(SUPPLIED RECORDS)

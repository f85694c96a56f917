//! Verify command implementation.

use clap::Args;
use serde::Serialize;
use std::path::PathBuf;
use std::time::Instant;

use donation_core::{ChainId, DonationClaim, VerificationOutcome};
use donation_verifier::{get_chain, ChainEntry, VerificationRouter, VerifierConfig, VerifyError};

use crate::output;

/// Arguments for the verify command.
#[derive(Args)]
pub struct VerifyArgs {
    /// Transaction hash (EVM) or signature (Solana)
    pub tx: String,

    /// Address that should have received the donation
    #[arg(long)]
    pub to: String,

    /// Claimed amount in base units (wei, lamports)
    #[arg(short, long)]
    pub amount: String,

    /// Chain name or id (sepolia, ethereum, base, solana, 8453, solana:devnet, ...)
    #[arg(short, long, default_value = "sepolia")]
    pub chain: String,

    /// Custom RPC URL (overrides chain default)
    #[arg(long)]
    pub rpc_url: Option<String>,

    /// Verifier config file (TOML)
    #[arg(long, value_name = "PATH")]
    pub config: Option<PathBuf>,

    /// Timeout in seconds (overrides the config)
    #[arg(short, long)]
    pub timeout: Option<u64>,

    /// Session the claim is credited to
    #[arg(long, default_value = "cli")]
    pub session: String,

    /// Output as JSON
    #[arg(long)]
    pub json: bool,
}

/// JSON output structure.
#[derive(Serialize)]
struct JsonOutput {
    success: bool,
    chain: String,
    tx_reference: String,
    admissible: bool,
    time_ms: u64,
    #[serde(skip_serializing_if = "Option::is_none")]
    outcome: Option<VerificationOutcome>,
    #[serde(skip_serializing_if = "Option::is_none")]
    error: Option<String>,
}

/// Exit code when the claim matches but is not final yet.
const EXIT_PENDING: i32 = 2;

/// Run the verify command.
pub async fn run(args: VerifyArgs) -> i32 {
    let start = Instant::now();

    let (router, chain_id) = match build_router(&args) {
        Ok(r) => r,
        Err(e) => return fail(&args, start, &e, "Run `donation chains` for supported chains."),
    };

    let claim = DonationClaim::new(
        chain_id,
        args.tx.as_str(),
        args.to.as_str(),
        args.amount.as_str(),
        args.session.as_str(),
    );

    if !args.json {
        let network = get_chain(&args.chain).map(|p| p.description).unwrap_or("custom network");
        output::checking(&claim, network);
    }

    match router.submit_claim(&claim).await {
        Ok(outcome) => {
            let elapsed = start.elapsed().as_millis() as u64;
            let admissible = outcome.is_admissible();

            if args.json {
                output::json(&JsonOutput {
                    success: true,
                    chain: chain_id.to_string(),
                    tx_reference: args.tx.clone(),
                    admissible,
                    time_ms: elapsed,
                    outcome: Some(outcome),
                    error: None,
                });
            } else {
                output::outcome(&outcome, elapsed);
                if !admissible {
                    output::next_step("Re-run once the transaction has more confirmations.");
                }
            }

            if admissible {
                0
            } else {
                EXIT_PENDING
            }
        }
        Err(e) => {
            let hint = match &e {
                VerifyError::ChainUnavailable(_) => "Check your network connection or try a different RPC URL.",
                VerifyError::NotFound { .. } => "Check the transaction hash and the chain.",
                _ => "Check the claim fields.",
            };
            fail(&args, start, &e, hint)
        }
    }
}

/// Router serving the requested chain, from `--config` or presets.
fn build_router(args: &VerifyArgs) -> Result<(VerificationRouter, ChainId), VerifyError> {
    let mut config = match &args.config {
        Some(path) => VerifierConfig::load(path)?,
        None => VerifierConfig::default(),
    };

    let requested = ChainEntry::preset(&args.chain);
    let chain_id = requested.chain_id()?;

    // Loaded configs have validated chain ids.
    let mut entry = config
        .chains
        .iter()
        .find(|e| e.chain_id().ok() == Some(chain_id))
        .cloned()
        .unwrap_or(requested);
    if let Some(url) = &args.rpc_url {
        entry.rpc_url = Some(url.clone());
    }
    config.chains = vec![entry];

    if let Some(secs) = args.timeout {
        config.timeout_ms = secs.saturating_mul(1000);
    }

    Ok((VerificationRouter::from_config(&config)?, chain_id))
}

fn fail(args: &VerifyArgs, start: Instant, e: &VerifyError, hint: &str) -> i32 {
    if args.json {
        output::json(&JsonOutput {
            success: false,
            chain: args.chain.clone(),
            tx_reference: args.tx.clone(),
            admissible: false,
            time_ms: start.elapsed().as_millis() as u64,
            outcome: None,
            error: Some(e.to_string()),
        });
    } else {
        output::rejected("Verification failed", e);
        output::next_step(hint);
    }
    1
}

(End SUPPLIED RECORDS)

● **WHAT YOU SHOULD DO**
Output the records in full, exactly.

● **OUTPUT OF THE TASK**
repository f85694c96a56f917
//! Verify command implementation.

use clap::Args;
use serde::Serialize;
use std::path::PathBuf;
use std::time::Instant;

use donation_core::{ChainId, DonationClaim, VerificationOutcome};
use donation_verifier::{get_chain, ChainEntry, VerificationRouter, VerifierConfig, VerifyError};

use crate::output;

/// Arguments for the verify command.
#[derive(Args)]
pub struct VerifyArgs {
    /// Transaction hash (EVM) or signature (Solana)
    pub tx: String,

    /// Address that should have received the donation
    #[arg(long)]
    pub to: String,

    /// Claimed amount in base units (wei, lamports)
    #[arg(short, long)]
    pub amount: String,

    /// Chain name or id (sepolia, ethereum, base, solana, 8453, solana:devnet, ...)
    #[arg(short, long, default_value = "sepolia")]
    pub chain: String,

    /// Custom RPC URL (overrides chain default)
    #[arg(long)]
    pub rpc_url: Option<String>,

    /// Verifier config file (TOML)
    #[arg(long, value_name = "PATH")]
    pub config: Option<PathBuf>,

    /// Timeout in seconds (overrides the config)
    #[arg(short, long)]
    pub timeout: Option<u64>,

    /// Session the claim is credited to
    #[arg(long, default_value = "cli")]
    pub session: String,

    /// Output as JSON
    #[arg(long)]
    pub json: bool,
}

/// JSON output structure.
#[derive(Serialize)]
struct JsonOutput {
    success: bool,
    chain: String,
    tx_reference: String,
    admissible: bool,
    time_ms: u64,
    #[serde(skip_serializing_if = "Option::is_none")]
    outcome: Option<VerificationOutcome>,
    #[serde(skip_serializing_if = "Option::is_none")]
    error: Option<String>,
}

/// Exit code when the claim matches but is not final yet.
const EXIT_PENDING: i32 = 2;

/// Run the verify command.
pub async fn run(args: VerifyArgs) -> i32 {
    let start = Instant::now();

    let (router, chain_id) = match build_router(&args) {
        Ok(r) => r,
        Err(e) => return fail(&args, start, &e, "Run `donation chains` for supported chains."),
    };

    let claim = DonationClaim::new(
        chain_id,
        args.tx.as_str(),
        args.to.as_str(),
        args.amount.as_str(),
        args.session.as_str(),
    );

    if !args.json {
        let network = get_chain(&args.chain).map(|p| p.description).unwrap_or("custom network");
        output::checking(&claim, network);
    }

    match router.submit_claim(&claim).await {
        Ok(outcome) => {
            let elapsed = start.elapsed().as_millis() as u64;
            let admissible = outcome.is_admissible();

            if args.json {
                output::json(&JsonOutput {
                    success: true,
                    chain: chain_id.to_string(),
                    tx_reference: args.tx.clone(),
                    admissible,
                    time_ms: elapsed,
                    outcome: Some(outcome),
                    error: None,
                });
            } else {
                output::outcome(&outcome, elapsed);
                if !admissible {
                    output::next_step("Re-run once the transaction has more confirmations.");
                }
            }

            if admissible {
                0
            } else {
                EXIT_PENDING
            }
        }
        Err(e) => {
            let hint = match &e {
                VerifyError::ChainUnavailable(_) => "Check your network connection or try a different RPC URL.",
                VerifyError::NotFound { .. } => "Check the transaction hash and the chain.",
                _ => "Check the claim fields.",
            };
            fail(&args, start, &e, hint)
        }
    }
}

/// Router serving the requested chain, from `--config` or presets.
fn build_router(args: &VerifyArgs) -> Result<(VerificationRouter, ChainId), VerifyError> {
    let mut config = match &args.config {
        Some(path) => VerifierConfig::load(path)?,
        None => VerifierConfig::default(),
    };

    let requested = ChainEntry::preset(&args.chain);
    let chain_id = requested.chain_id()?;

    // Loaded configs have validated chain ids.
    let mut entry = config
        .chains
        .iter()
        .find(|e| e.chain_id().ok() == Some(chain_id))
        .cloned()
        .unwrap_or(requested);
    if let Some(url) = &args.rpc_url {
        entry.rpc_url = Some(url.clone());
    }
    config.chains = vec![entry];

    if let Some(secs) = args.timeout {
        config.timeout_ms = secs.saturating_mul(1000);
    }

    Ok((VerificationRouter::from_config(&config)?, chain_id))
}

fn fail(args: &VerifyArgs, start: Instant, e: &VerifyError, hint: &str) -> i32 {
    if args.json {
        output::json(&JsonOutput {
            success: false,
            chain: args.chain.clone(),
            tx_reference: args.tx.clone(),
            admissible: false,
            time_ms: start.elapsed().as_millis() as u64,
            outcome: None,
            error: Some(e.to_string()),
        });
    } else {
        output::rejected("Verification failed", e);
        output::next_step(hint);
    }
    1
}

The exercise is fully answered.